Izzy Lee’s short films typically use horror to address societal issues, but even though Re-Home is more or less a straight drama, it still makes good use of its time. It acknowledges that even though people may agree on an issue, the way in which it affects them can vastly differ. Such an us-and-them attitude is highlighted when Laura cluelessly refers to Mexicans as “your people,” and the wall as a “costly eyesore,” apparently oblivious to its presence as a symbol of a shattered society.
A sinister atmosphere permeates the scene, augmented by enigmatic glances between the spouses and a background score that amplifies the already pervasive tension, generating the feeling that something isn’t quite right, and leaves you expecting something to happen without knowing when or exactly what it will be. The end comes as a revelation that reinforces the point of class division in an even more impacting way, hammering home the point that perceiving people as different and separate is a small step away from discounting them as an Other to be disregarded and subjugated.

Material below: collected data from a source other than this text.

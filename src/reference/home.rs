//! Home archetypes used to scale installation cost

use serde::{Deserialize, Serialize};
use std::fmt;
use std::str::FromStr;

/// Type of home being converted
#[derive(Debug, Clone, Copy, PartialEq, Eq, Hash, PartialOrd, Ord, Serialize, Deserialize)]
pub enum HomeType {
    #[serde(rename = "single-family")]
    SingleFamily,
    #[serde(rename = "townhouse")]
    Townhouse,
    #[serde(rename = "condo")]
    Condo,
    #[serde(rename = "multi-family")]
    MultiFamily,
}

impl HomeType {
    pub const ALL: [HomeType; 4] = [
        HomeType::SingleFamily,
        HomeType::Townhouse,
        HomeType::Condo,
        HomeType::MultiFamily,
    ];

    pub fn id(&self) -> &'static str {
        match self {
            HomeType::SingleFamily => "single-family",
            HomeType::Townhouse => "townhouse",
            HomeType::Condo => "condo",
            HomeType::MultiFamily => "multi-family",
        }
    }
}

impl fmt::Display for HomeType {
    fn fmt(&self, f: &mut fmt::Formatter<'_>) -> fmt::Result {
        f.write_str(self.id())
    }
}

impl FromStr for HomeType {
    type Err = String;

    fn from_str(s: &str) -> Result<Self, Self::Err> {
        HomeType::ALL
            .into_iter()
            .find(|h| h.id() == s)
            .ok_or_else(|| format!("Unknown home type: {}", s))
    }
}

/// Default installation cost assumptions for a home type
#[derive(Debug, Clone, Serialize)]
pub struct HomeArchetype {
    pub home_type: HomeType,
    pub label: String,
    pub base_install_cost: f64,
    pub avg_sq_ft: f64,
}

impl HomeArchetype {
    pub fn new(home_type: HomeType, label: &str, base_install_cost: f64, avg_sq_ft: f64) -> Self {
        Self {
            home_type,
            label: label.to_string(),
            base_install_cost,
            avg_sq_ft,
        }
    }

    /// Builtin archetype table
    pub fn builtin_table() -> Vec<Self> {
        vec![
            Self::new(HomeType::SingleFamily, "Single Family Home", 15_000.0, 2_000.0),
            Self::new(HomeType::Townhouse, "Townhouse", 12_000.0, 1_600.0),
            Self::new(HomeType::Condo, "Condo/Apartment", 10_000.0, 1_200.0),
            Self::new(HomeType::MultiFamily, "Multi-Family (2-4 units)", 18_000.0, 3_000.0),
        ]
    }
}

#[cfg(test)]
mod tests {
    use super::*;

    #[test]
    fn test_home_type_ids_round_trip() {
        for home in HomeType::ALL {
            assert_eq!(home.id().parse::<HomeType>(), Ok(home));
        }
        assert!("mansion".parse::<HomeType>().is_err());
    }

    #[test]
    fn test_builtin_table_covers_every_type() {
        let table = HomeArchetype::builtin_table();
        for home in HomeType::ALL {
            assert!(table.iter().any(|a| a.home_type == home));
        }
    }
}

It makes for uncomfortable viewing that leaves you tense and uneasy, and that’s precisely the point. Although its events might be a slight exaggeration, it in no way means that the issues it brings up are not contemporary extrapolations, forcing you to acknowledge their relevance. The contempt is made clear for the attitudes people have towards concerns that don’t directly affect them, casting them as blithely ignorant to how their nonchalant indifference indirectly contributed to the escalating problem and its horrific end result.
Re-Home is something akin to a modern equivalent of a Grimm Brothers fairytale, existing in a world recognisable as like our own but also different enough for its events to not seem out of place. It’s a prescient cautionary tale, warning that isolationist bigotry threatening to define and fragment people along overly simplified lines has no positive end result for anyone.